ATLANTA Iced Tea brand Nestea announced today the launch of its new Green Tea Citrus and Diet Green Tea Citrus products with 50 percent more antioxidants than before, as well as a brand new look.

The new varieties combine all-natural fruit flavors and the natural goodness of tea, largely in response to consumer health awareness. Both products now contain 50 percent more natural tea antioxidants, with 96 milligrams of flavonoid antioxidants per eight fluid ounce serving.

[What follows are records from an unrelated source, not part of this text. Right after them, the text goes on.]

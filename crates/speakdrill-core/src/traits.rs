//! Core trait definitions for judges and history stores.
//!
//! These async traits are implemented by the `speakdrill-judges` and
//! `speakdrill-store` crates respectively.

use std::path::Path;

use anyhow::Context;
use async_trait::async_trait;
use serde::{Deserialize, Serialize};

use crate::error::JudgeError;
use crate::model::{AttemptRecord, Question, Skill, PRONUNCIATION_PASS_SCORE};

// ---------------------------------------------------------------------------
// Judge trait
// ---------------------------------------------------------------------------

/// Trait for AI backends that judge spoken answers.
#[async_trait]
pub trait Judge: Send + Sync {
    /// Human-readable judge name (e.g. "gemini").
    fn name(&self) -> &str;

    /// Evaluate a recording against a rubric.
    async fn evaluate(&self, request: &JudgeRequest) -> anyhow::Result<Verdict>;

    /// Suggest a few keywords that help explain a word without naming it.
    async fn hint(&self, request: &HintRequest) -> anyhow::Result<String>;

    /// Synonyms and antonyms of a word, lower-cased.
    async fn related_words(&self, model: &str, word: &str) -> anyhow::Result<Vec<String>>;

    /// List available models for this judge.
    fn available_models(&self) -> Vec<ModelInfo>;
}

/// A recorded answer.
#[derive(Debug, Clone, PartialEq, Eq)]
pub struct AudioClip {
    pub bytes: Vec<u8>,
    /// MIME type, e.g. `audio/wav`.
    pub mime_type: String,
}

impl AudioClip {
    pub fn wav(bytes: Vec<u8>) -> Self {
        Self {
            bytes,
            mime_type: "audio/wav".to_string(),
        }
    }

    /// Read a recording from disk, guessing the MIME type from the extension.
    pub async fn from_file(path: &Path) -> anyhow::Result<Self> {
        let bytes = tokio::fs::read(path)
            .await
            .with_context(|| format!("failed to read recording: {}", path.display()))?;
        let ext = path
            .extension()
            .and_then(|e| e.to_str())
            .unwrap_or("wav")
            .to_lowercase();
        let mime_type = match ext.as_str() {
            "mp3" => "audio/mp3",
            "ogg" => "audio/ogg",
            "flac" => "audio/flac",
            "webm" => "audio/webm",
            "m4a" | "aac" => "audio/aac",
            _ => "audio/wav",
        };
        Ok(Self {
            bytes,
            mime_type: mime_type.to_string(),
        })
    }

    /// Short container name (`wav`, `mp3`, ...).
    pub fn format(&self) -> &str {
        self.mime_type
            .strip_prefix("audio/")
            .unwrap_or(&self.mime_type)
    }
}
//! speakdrill-store — attempt history stores.
//!
//! Implements the `HistoryStore` trait over an append-only JSON-lines file
//! and over memory.

pub mod jsonl;
pub mod memory;

pub use jsonl::JsonlHistoryStore;
pub use memory::MemoryHistoryStore;
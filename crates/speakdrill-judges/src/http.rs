//! HTTP plumbing shared by the remote judges.

use speakdrill_core::error::JudgeError;

pub(crate) const DEFAULT_TIMEOUT_SECS: u64 = 120;

/// Seconds to wait after a 429 that carries no usable `retry-after`.
const DEFAULT_RETRY_AFTER_SECS: u64 = 5;

pub(crate) fn client() -> reqwest::Client {
    reqwest::Client::builder()
        .timeout(std::time::Duration::from_secs(DEFAULT_TIMEOUT_SECS))
        .build()
        .expect("failed to build HTTP client")
}

pub(crate) fn send_error(e: reqwest::Error) -> JudgeError {
    if e.is_timeout() {
        JudgeError::Timeout(DEFAULT_TIMEOUT_SECS)
    } else {
        JudgeError::NetworkError(e.to_string())
    }
}

/// Map error statuses to [`JudgeError`]s, passing successful responses through.
pub(crate) async fn check_status(
    response: reqwest::Response,
    model: &str,
) -> Result<reqwest::Response, JudgeError> {
    let status = response.status().as_u16();
    match status {
        429 => {
            let retry_after = response
                .headers()
                .get("retry-after")
                .and_then(|v| v.to_str().ok())
                .and_then(|v| v.trim().parse::<u64>().ok())
                .unwrap_or(DEFAULT_RETRY_AFTER_SECS)
                * 1000;
            Err(JudgeError::RateLimited {
                retry_after_ms: retry_after,
            })
        }
        401 | 403 => {
            let body = response.text().await.unwrap_or_default();
            Err(JudgeError::AuthenticationFailed(body))
        }
        404 => Err(JudgeError::ModelNotFound(model.to_string())),
        s if s >= 400 => {
            let body = response.text().await.unwrap_or_default();
            Err(JudgeError::ApiError {
                status,
                message: body,
            })
        }
        _ => Ok(response),
    }
}

pub(crate) fn parse_error(e: reqwest::Error) -> JudgeError {
    JudgeError::ApiError {
        status: 0,
        message: format!("failed to parse response: {e}"),
    }
}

“As summer approaches, it is the perfect time to introduce products for consumers who want to quickly revitalize their day,” said Penny McIntyre, senior vice president and general manager of coffee and tea for Coca-Cola North America. “Nestea offers delicious, simple blends of tea and natural fruit flavors. Our new Green Tea Citrus products with even more antioxidants are great additions to our line of refreshing teas.”

The new packaging features dynamic graphics that call attention to the antioxidant content and all-natural fruit flavors. Nestea’s Iced Tea with Lemon and Diet Iced Tea with Lemon flavors come in 20 ounce and half-liter plastic bottle 12-packs. The Iced Tea with Lemon also comes in aluminum cans (regular and diet) and 2-liter plastic bottles (regular).